In essence, it’s this: We have within us powerful, fiery energies that, for multiple reasons, we cannot consciously face and so we handle them by denial and repression so as to not have to deal with them. Metaphorically speaking, we bury them in the hidden ground of our souls where they are out of conscious sight and mind.
But there’s a problem: What we’ve buried doesn’t stay hidden. While these energies are out of conscious sight and conscious mind, they continue to deeply impact our feelings, thoughts and actions by pushing through in all kinds of unconscious ways to color our actions, mostly negatively. Our deep, innate energies will always act out, consciously or unconsciously. Carl Jung, one of the pioneer voices in this, says that we are doomed to act out unconsciously all the archetypal configurations which we do not access and control through conscious ritual.
Perhaps a simple image can be helpful in understanding this. Imagine living in a house with a basement beneath your living room, a basement into which you never venture and every time you need to dispose of some garbage you simply open the basement door and dump the garbage there. For a while, that can work, it’s out of sight and out of mind; but soon enough that garbage will begin to ferment and its toxic fumes will begin to seep upward through the vents, polluting the air you breathe. It wasn’t a bother, for a time, but eventually it poisons the air.
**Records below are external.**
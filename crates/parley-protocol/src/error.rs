use thiserror::Error;

pub type Result<T> = std::result::Result<T, ProtocolError>;

#[derive(Debug, Error)]
pub enum ProtocolError {
    #[error("JSON error: {0}")]
    Json(#[from] serde_json::Error),

    #[error("Event is missing a string `type` field")]
    MissingTag,

    #[error("Unrecognized event type: {tag}")]
    Unrecognized { tag: String },

    #[error("Invalid `{tag}` payload: {reason}")]
    InvalidPayload { tag: String, reason: String },
}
That’s a helpful image, though it’s one-sided in that it has us only throwing our negative garbage downstairs. Interestingly, we also throw into that same place those parts of us that frighten us in their luminosity. Our own greatness also scares us and we too bury huge parts of it. Our shadow is not just made up of the negative parts that frighten us; it is also made up of the most luminous parts of us that we feel too frightened to handle. In the end, both the negative and positive energies inside us, which we are too frightened to handle, come from one and the same source, the image and likeness of God imprinted in us.
The most fundamental thing we believe about ourselves as Christians is that we are made in the image and likeness of God. However it isn’t very helpful to imagine this as a beautiful icon stamped inside our souls. Rather we might think of it as irrepressible divine energy, infinite eros and infinite spirit, constantly wrestling with the confines of our finitude. No surprise then that we have to contend with energies, feelings, pressures and impulses that frighten and threaten us in their magnitude.
Ironically, the struggle with this can be particularly trying for sensitive people; the more sensitive you are, morally and religiously, the more threatening these energies can be. Why? Because two fears tend to afflict sensitive souls: First, the fear of being egoistical. Greatness isn’t easy to carry and few carry it well and sensitive souls know this.
The wild and the wicked unreflectively feed off of sacred fire, except they aren’t known for their sensitivity and too often end up hurting others and themselves. Sensitive souls find themselves considerably more reflective and timid and for good reason. They’re afraid of being full of themselves, egotists, unhealthily imposing. But that timidity doesn’t everywhere serve them well. Too sensitive in dealing with certain energies inside them, they sometimes end up too empty of God.
The second reason sensitive people tend to bury much of their luminosity is because they’re more in touch with that primal fear within us that’s expressed in the famous Greek myth of Prometheus, namely, that our most creative energies might somehow be an affront to God, that we might be stealing fire from the gods. Sensitive people worry about pride, about being too full of ego. Healthy as that is in itself, it often leads them to bury some or much of their luminosity.
The consequence isn’t good. Like the negative parts of ourselves we bury, our buried luminosity too begins to ferment, turn into toxic fumes and seep upward through the vents of our consciousness. Those fumes take the form of free-range anger, jealousy, bitterness and cold judgments of others. So much of our undirected anger, constantly looking for someone or something to land on, is the shadow side of a greatness, which is repressed and buried.
Where to go in the face of this? James Hillman suggests that a symptom suffers most when it doesn’t know where it belongs. We need more spiritual guides who can diagnose this. Too often our spiritualities have been naïve in their diagnosis of human pride and ego. We need more spiritual guides who can recognize how we too much bury parts of our luminosity and how our fear of being too full of ourselves can leave us too empty of God.
(Oblate Father Ron Rolheiser, theologian, teacher and award-winning author, is President of the Oblate School of Theology in San Antonio, TX.)